Other analysts have focused on the deal’s potential impact on content owners from the combined Comcast’s increased leverage in retransmission consent and carriage deal negotiations. But those negotiations have gotten pretty lopsided in favor of the content owners recently. Just ask Time Warner Cable. A little rebalancing of the scales is unlikely to be highly disruptive.

That doesn’t mean other programmers have nothing to worry about from the deal, though. In fact, they may stand to be the deal’s biggest losers in the long run.

Comcast is already a major programmer in its own right thanks to its acquisition of NBC Universal.

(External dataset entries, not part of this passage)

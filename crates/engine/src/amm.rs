//! Constant-product AMM math.
//!
//! A fixed slippage haircut is applied to the input side of every trade; it
//! models execution cost lost to price impact, not a fee the pool retains.
//! `buy` and `sell` hold `k` constant; only `add_liquidity` rebases it.

use afx_core::LpPoolState;
use afx_core::constants::AMM_SLIPPAGE;
use rust_decimal::Decimal;

/// Result of buying AF with USDC.
#[derive(Debug, Clone, PartialEq)]
pub struct BuyResult {
    /// AF taken out of the pool.
    pub af_received: Decimal,
    pub new_pool: LpPoolState,
    /// Signed relative price move: (new - old) / old. Zero if the pool had
    /// no price.
    pub price_impact: Decimal,
    /// Effective fill price: effective input / AF received.
    pub effective_price: Decimal,
}

/// Result of selling AF for USDC.
#[derive(Debug, Clone, PartialEq)]
pub struct SellResult {
    /// USDC proceeds after the slippage haircut.
    pub usdc_received: Decimal,
    pub new_pool: LpPoolState,
    pub price_impact: Decimal,
    pub effective_price: Decimal,
}

/// Spot price of AF in USDC. Zero for a drained pool: a zero-token pool is
/// a degenerate terminal state, not an error.
pub fn spot_price(pool: &LpPoolState) -> Decimal {
    if pool.af_balance <= Decimal::ZERO {
        return Decimal::ZERO;
    }
    pool.usdc_balance / pool.af_balance
}

/// Buy AF with `usdc_in` USDC.
///
/// effective input = usdc_in x (1 - slippage); the pool's `k` is unchanged.
/// Degenerate inputs are the caller's responsibility to filter; guarded
/// divisions degrade to zero instead of panicking.
pub fn buy(usdc_in: Decimal, pool: &LpPoolState) -> BuyResult {
    let effective_usdc = usdc_in * (Decimal::ONE - AMM_SLIPPAGE);

    // (usdc + effective_usdc) * (af - af_out) = k
    let new_usdc_balance = pool.usdc_balance + effective_usdc;
    let new_af_balance = if new_usdc_balance > Decimal::ZERO {
        pool.k / new_usdc_balance
    } else {
        Decimal::ZERO
    };
    let af_received = pool.af_balance - new_af_balance;

    let old_price = spot_price(pool);
    let new_pool = LpPoolState {
        usdc_balance: new_usdc_balance,
        af_balance: new_af_balance,
        af_price: if new_af_balance > Decimal::ZERO {
            new_usdc_balance / new_af_balance
        } else {
            Decimal::ZERO
        },
        k: pool.k,
    };

    BuyResult {
        af_received,
        price_impact: relative_move(old_price, new_pool.af_price),
        effective_price: if af_received > Decimal::ZERO {
            effective_usdc / af_received
        } else {
            Decimal::ZERO
        },
        new_pool,
    }
}

/// Sell `af_in` AF for USDC. Symmetric to `buy`: the haircut lands on the
/// USDC proceeds.
pub fn sell(af_in: Decimal, pool: &LpPoolState) -> SellResult {
    // (usdc - usdc_out) * (af + af_in) = k
    let new_af_balance = pool.af_balance + af_in;
    let new_usdc_balance = if new_af_balance > Decimal::ZERO {
        pool.k / new_af_balance
    } else {
        Decimal::ZERO
    };
    let usdc_out = pool.usdc_balance - new_usdc_balance;
    let usdc_received = usdc_out * (Decimal::ONE - AMM_SLIPPAGE);

    let old_price = spot_price(pool);
    let new_pool = LpPoolState {
        usdc_balance: new_usdc_balance,
        af_balance: new_af_balance,
        af_price: if new_af_balance > Decimal::ZERO {
            new_usdc_balance / new_af_balance
        } else {
            Decimal::ZERO
        },
        k: pool.k,
    };

    SellResult {
        usdc_received,
        price_impact: relative_move(old_price, new_pool.af_price),
        effective_price: if af_in > Decimal::ZERO {
            usdc_received / af_in
        } else {
            Decimal::ZERO
        },
        new_pool,
    }
}

/// Add liquidity to both sides of the pool.
///
/// Both reserves increase by the raw inputs (no slippage) and `k` is rebased
/// to the new product: price continuity is determined by the ratio of the
/// injected amounts, not by the trade formula.
pub fn add_liquidity(usdc_in: Decimal, af_in: Decimal, pool: &LpPoolState) -> LpPoolState {
    let new_usdc_balance = pool.usdc_balance + usdc_in;
    let new_af_balance = pool.af_balance + af_in;

    LpPoolState {
        usdc_balance: new_usdc_balance,
        af_balance: new_af_balance,
        af_price: if new_af_balance > Decimal::ZERO {
            new_usdc_balance / new_af_balance
        } else {
            Decimal::ZERO
        },
        k: new_usdc_balance * new_af_balance,
    }
}

fn relative_move(old_price: Decimal, new_price: Decimal) -> Decimal {
    if old_price > Decimal::ZERO {
        (new_price - old_price) / old_price
    } else {
        Decimal::ZERO
    }
}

In addition to the NBC and Telemundo broadcast networks it owns more than a dozen cable networks, including USA, Bravo, Syfy, CNBC and MSNBC. Like most network owners, NBC Universal would love expand its footprint on pay-TV platforms to grab as much gross audience share as possible.

Launching new cable networks is expensive and difficult, however, even for a company with powerful bundling capabilities such as NBC Universal. The rule of thumb in the industry is that it takes roughly 30 million subscribers for a network to be financially viable because that’s the threshold needed to be rated by Nielsen — a prerequisite to attracting advertisers. As it happens, post-merger Comcast would have about 30 million subscribers, even after spinning off the 3 million households it has promised to unload.

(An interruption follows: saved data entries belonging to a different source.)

//! System-wide constants shared by every engine.

use rust_decimal::Decimal;
use rust_decimal_macros::dec;

/// Fractional haircut applied to the input side of every AMM trade.
/// Modelled as execution cost lost to price impact, not a fee the pool keeps.
pub const AMM_SLIPPAGE: Decimal = dec!(0.03);

/// Total AF minted at genesis.
pub const INITIAL_AF_SUPPLY: Decimal = dec!(10000000);

/// Lower bound on a tier's trading fee rate (1%).
pub const MIN_TRADING_FEE_RATE: Decimal = dec!(0.01);

/// Upper bound on a tier's trading fee rate (8%).
pub const MAX_TRADING_FEE_RATE: Decimal = dec!(0.08);

/// Depth of the broker referral ladder.
pub const MAX_BROKER_LAYERS: u32 = 20;

/// Number of equal-sized trades simulated per order per day.
pub const TRADES_PER_DAY: u32 = 10;

/// Share of buyback tokens that is burned immediately after the buy.
/// Fixed by design; intentionally not part of `TradeFundFlow`.
pub const BUYBACK_BURN_RATIO: Decimal = dec!(0.5);

/// Default daily profit rate applied to an order's trading fund.
pub const DEFAULT_DAILY_PROFIT_RATE: Decimal = dec!(0.02);

/// Staking length used when the staking-period policy is disabled.
pub const UNBOUNDED_STAKING_DAYS: u32 = 365;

That would give Comcast-NBC a platform for launching and standing up new channels even before it signs a carriage deal with a single other distributor. That’s the kind of muscle no other programmer can match. If any of those new channels were a hit, it would also give NBC additional leverage with non-Comcast distributors to add them to their own platforms — at the cost of additional carriage fees to NBC Universal.

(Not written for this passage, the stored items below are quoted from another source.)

//! OpenAI-compatible chat-completions summarizer.

use std::time::Duration;

use async_trait::async_trait;
use reqwest::StatusCode;
use serde::{Deserialize, Serialize};

use super::{Summarizer, default_timeout, error_body, http_client};
use crate::config::LlmSettings;
use crate::github::error::IntakeError;

const DEFAULT_BASE_URL: &str = "https://api.openai.com/v1";
const DEFAULT_MODEL: &str = "gpt-4o-mini";

/// Configuration for [`OpenAiSummarizer`].
#[derive(Debug, Clone, PartialEq, Eq)]
pub struct OpenAiConfig {
    /// Base API URL (e.g., `https://api.openai.com/v1`).
    pub base_url: String,
    /// Model identifier sent in chat-completions requests.
    pub model: String,
    /// API key used for bearer authentication.
    pub api_key: Option<String>,
    /// HTTP timeout.
    pub timeout: Duration,
}

impl Default for OpenAiConfig {
    fn default() -> Self {
        Self {
            base_url: DEFAULT_BASE_URL.to_owned(),
            model: DEFAULT_MODEL.to_owned(),
            api_key: None,
            timeout: default_timeout(),
        }
    }
}

impl OpenAiConfig {
    /// Applies the configured overrides on top of the defaults.
    #[must_use]
    pub fn from_settings(settings: &LlmSettings) -> Self {
        let defaults = Self::default();
        Self {
            base_url: settings.base_url.clone().unwrap_or(defaults.base_url),
            model: settings.model.clone().unwrap_or(defaults.model),
            api_key: settings.api_key.clone(),
            timeout: defaults.timeout,
        }
    }
}

/// Summarizer backed by an OpenAI-compatible `/chat/completions` endpoint.
#[derive(Debug, Clone, Default)]
pub struct OpenAiSummarizer {
    config: OpenAiConfig,
}

impl OpenAiSummarizer {
    /// Creates a summarizer from explicit configuration.
    #[must_use]
    pub const fn new(config: OpenAiConfig) -> Self {
        Self { config }
    }

    fn api_key(&self) -> Result<&str, IntakeError> {
        self.config
            .api_key
            .as_deref()
            .ok_or_else(|| IntakeError::Configuration {
                message: "LLM API key is required for openai (use --llm-api-key or PRTOOL_LLM_API_KEY)"
                    .to_owned(),
            })
    }
}

#[async_trait]
impl Summarizer for OpenAiSummarizer {
    fn name(&self) -> &'static str {
        "openai"
    }

    async fn summarise(&self, prompt: &str) -> Result<String, IntakeError> {
        let api_key = self.api_key()?;
        let endpoint = format!(
            "{}/chat/completions",
            self.config.base_url.trim_end_matches('/')
        );
        let payload = ChatCompletionsRequest {
            model: self.config.model.as_str(),
            messages: vec![ChatCompletionsMessage {
                role: "user",
                content: prompt,
            }],
        };

        let response = http_client(self.config.timeout, "OpenAI")?
            .post(endpoint)
            .bearer_auth(api_key)
            .json(&payload)
            .send()
            .await
            .map_err(|error| IntakeError::Network {
                message: format!("OpenAI request transport failed: {error}"),
            })?;

        if response.status() != StatusCode::OK {
            let status = response.status();
            let body = error_body(response).await;
            return Err(IntakeError::Api {
                message: format!("OpenAI request failed with status {}: {body}", status.as_u16()),
            });
        }

        let decoded: ChatCompletionsResponse =
            response.json().await.map_err(|error| IntakeError::Api {
                message: format!("OpenAI response JSON decoding failed: {error}"),
            })?;

        decoded
            .choices
            .first()
            .and_then(|choice| parse_content_value(&choice.message.content))
            .map(str::trim)
            .filter(|content| !content.is_empty())
            .map(ToOwned::to_owned)
            .ok_or_else(|| IntakeError::Api {
                message: "OpenAI response did not contain assistant text".to_owned(),
            })
    }
}

#[derive(Debug, Serialize)]
struct ChatCompletionsRequest<'a> {
    model: &'a str,
    messages: Vec<ChatCompletionsMessage<'a>>,
}

#[derive(Debug, Serialize)]
struct ChatCompletionsMessage<'a> {
    role: &'static str,
    content: &'a str,
}

#[derive(Debug, Deserialize)]
struct ChatCompletionsResponse {
    choices: Vec<ChatChoice>,
}

#[derive(Debug, Deserialize)]
struct ChatChoice {
    message: ChatChoiceMessage,
}

#[derive(Debug, Deserialize)]
struct ChatChoiceMessage {
    content: ChatContent,
}

#[derive(Debug, Deserialize)]
#[serde(untagged)]
enum ChatContent {
    Text(String),
    Parts(Vec<ChatContentPart>),
}

#[derive(Debug, Deserialize)]
struct ChatContentPart {
    text: Option<String>,
    content: Option<String>,
}

fn parse_content_value(content: &ChatContent) -> Option<&str> {
    match content {
        ChatContent::Text(text) => Some(text.as_str()),
        ChatContent::Parts(parts) => parts
            .iter()
            .find_map(|part| part.text.as_deref().or(part.content.as_deref())),
    }
}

Like a lot of non-satellite program distributors, Comcast would also love to offer a nationwide over-the-top subscription service. The problem for those who have tried and failed, from Intel to Apple to Google, has always been securing the necessary rights at a reasonable cost. While most programmers would welcome the additional distribution, they are loath to undercut the incumbent pay-TV operators who currently provide the distribution fees on which the programmers depend.

With its cloud-based X1 platform and its own CDN, Comcast is in a better position than its peers to launch an OTT service outside its physical footprint. And as BTIG Research analyst Rich Greenfield noted in a blog post this week, the acquisition of Time Warner Cable will enable Comcast’s Xfinity to become even more of a national brand, helping lay the foundation for a nationwide OTT launch.

Even without securing any third-party rights, Comcast just might be able to coble together enough of a bundle from the NBC Universal stable of networks to get an OTT service off the ground, especially as Comcast’s expanded physical footprint gives NBC additional leverage to launch new channels.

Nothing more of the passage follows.